Methods: : Adult male Wistar rats weighing 300-350g were used to examine the expression of retinal Rbpms. In situ hybridization with sense and anti-sense riboprobes (n=4) and RT-PCR (n=4) were performed on retinas 2 weeks after optic nerve axotomy. Antibody was generated against 22 aa polypeptide GGKAEKENTPSEANLQEEEVR located in the N-terminal of the protein. Whole retina after retrograde labeling with Fluoro-gold (FG) was obtained for immunhistohistochemistry and flat preparation (n=4). The numbers of RGC labeled by FG and Rbpms at locations from posterior to peripheral retina were quantified. To compare with other RGC markers, double fluorescence immunohistochemistry with antibodies against Thy-1/beta III tubulin/neurofilament and Rbpms were performed on FG labeled retinal sections (n=6).

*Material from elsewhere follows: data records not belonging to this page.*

use crate::{
    assets::{loader::LoadTicket, raster::PreparedImage},
    foundation::error::{OverlayerError, OverlayerResult},
};

/// One preset overlay offered to the user.
#[derive(Clone, Debug, PartialEq, Eq, serde::Serialize, serde::Deserialize)]
pub struct GalleryEntry {
    pub label: String,
    /// Relative path resolved by an [`AssetSource`](crate::AssetSource).
    pub path: String,
}

impl GalleryEntry {
    pub fn new(label: impl Into<String>, path: impl Into<String>) -> Self {
        Self {
            label: label.into(),
            path: path.into(),
        }
    }
}

/// Typed phrase that swaps one gallery slot for an alternate asset.
#[derive(Clone, Debug, PartialEq, Eq, serde::Serialize, serde::Deserialize)]
pub struct CheatCode {
    pub code: String,
    pub slot: usize,
    pub alternate_path: String,
}

#[derive(Clone, Debug)]
pub enum SlotStatus {
    /// Decode not finished (or never requested).
    Pending,
    Ready(PreparedImage),
    /// Decode failed; the slot ignores selection.
    Inert(String),
}

#[derive(Clone, Debug)]
pub struct GallerySlot {
    pub entry: GalleryEntry,
    status: SlotStatus,
    last_ticket: Option<LoadTicket>,
}

impl GallerySlot {
    pub fn status(&self) -> &SlotStatus {
        &self.status
    }

    pub fn image(&self) -> Option<&PreparedImage> {
        match &self.status {
            SlotStatus::Ready(img) => Some(img),
            _ => None,
        }
    }

    pub fn is_inert(&self) -> bool {
        matches!(self.status, SlotStatus::Inert(_))
    }
}

/// Fixed list of overlay presets and their load status.
#[derive(Clone, Debug)]
pub struct Gallery {
    slots: Vec<GallerySlot>,
    cheat: Option<CheatCode>,
}

impl Gallery {
    pub fn new(entries: Vec<GalleryEntry>, cheat: Option<CheatCode>) -> Self {
        let slots = entries
            .into_iter()
            .map(|entry| GallerySlot {
                entry,
                status: SlotStatus::Pending,
                last_ticket: None,
            })
            .collect();
        Self { slots, cheat }
    }

    pub fn len(&self) -> usize {
        self.slots.len()
    }

    pub fn is_empty(&self) -> bool {
        self.slots.is_empty()
    }

    pub fn slots(&self) -> &[GallerySlot] {
        &self.slots
    }

    pub fn slot(&self, index: usize) -> OverlayerResult<&GallerySlot> {
        self.slots.get(index).ok_or_else(|| {
            OverlayerError::validation(format!(
                "gallery slot {index} out of range (have {})",
                self.slots.len()
            ))
        })
    }

    fn slot_mut(&mut self, index: usize) -> OverlayerResult<&mut GallerySlot> {
        let len = self.slots.len();
        self.slots.get_mut(index).ok_or_else(|| {
            OverlayerError::validation(format!("gallery slot {index} out of range (have {len})"))
        })
    }

    /// Record that a decode for `index` was submitted.
    pub fn mark_pending(&mut self, index: usize, ticket: LoadTicket) -> OverlayerResult<()> {
        let slot = self.slot_mut(index)?;
        slot.status = SlotStatus::Pending;
        slot.last_ticket = Some(ticket);
        Ok(())
    }

    /// Give up on a slot whose bytes could not be fetched.
    pub fn mark_inert(&mut self, index: usize, error: &OverlayerError) -> OverlayerResult<()> {
        let slot = self.slot_mut(index)?;
        tracing::warn!(index, path = %slot.entry.path, %error, "gallery asset failed to load");
        slot.status = SlotStatus::Inert(error.to_string());
        Ok(())
    }

    /// Apply a finished decode. Completions are applied even when a newer
    /// decode for the same slot was submitted since; the last one to finish
    /// wins. Failures are logged and leave the slot inert.
    pub fn apply_completion(
        &mut self,
        index: usize,
        ticket: LoadTicket,
        result: OverlayerResult<PreparedImage>,
    ) -> OverlayerResult<&SlotStatus> {
        let slot = self.slot_mut(index)?;
        if slot.last_ticket.is_some_and(|latest| ticket < latest) {
            tracing::debug!(index, ?ticket, "applying stale gallery decode");
        }
        slot.status = match result {
            Ok(img) => SlotStatus::Ready(img),
            Err(e) => {
                tracing::warn!(
                    index,
                    path = %slot.entry.path,
                    error = %e,
                    "gallery asset failed to load"
                );
                SlotStatus::Inert(e.to_string())
            }
        };
        Ok(&slot.status)
    }

    /// Exact, case-insensitive match (no trimming) against the configured cheat code. On a
    /// match the slot's path is swapped and the slot index returned so the
    /// caller can reload it.
    pub fn apply_cheat_code(&mut self, input: &str) -> Option<usize> {
        let cheat = self.cheat.as_ref()?;
        if !input.eq_ignore_ascii_case(&cheat.code) {
            return None;
        }
        let index = cheat.slot;
        let alternate = cheat.alternate_path.clone();
        let slot = self.slots.get_mut(index)?;
        if slot.entry.path == alternate {
            return None;
        }
        tracing::debug!(index, from = %slot.entry.path, to = %alternate, "cheat code accepted");
        slot.entry.path = alternate;
        slot.status = SlotStatus::Pending;
        Some(index)
    }
}

#[cfg(test)]
#[path = "../../tests/unit/assets/gallery.rs"]
mod tests;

Results: : In situ hybridization signals of Rbpms were predominantly localized in cells of the RGC layer and co-localized with FG labeling. Two weeks after optic nerve axotomy, RT-PCR showed a dramatic decrease in Rbpms mRNA levels in retina and in situ hybridization demonstrated a marked reduction of signal in the RGC layer compared to controls. Quantitative analysis of flat mounted retinas showed that the numbers of FG positive cells per mm² were 2691±76, 2554±54, 1858±251 and 1377±305, and the numbers of Rbpms positive cells per mm² were 2744±86, 2603±87, 1911±264 and 1418±326 at the distance of 1, 2, 3 and 4 mm from the center of optic nerve head, respectively. More than 99.5% of FG positive cells were Rbpms immuno-positive. Counting of immuno-positive cells in retinal sections demonstrated that 96.7±2.0%, 94.4±1.8% and 95.7±2.6% of FG positive cells were double immuno-labeled by Rbpms and beta III tubulin, neurofilament and Thy-1, respectively.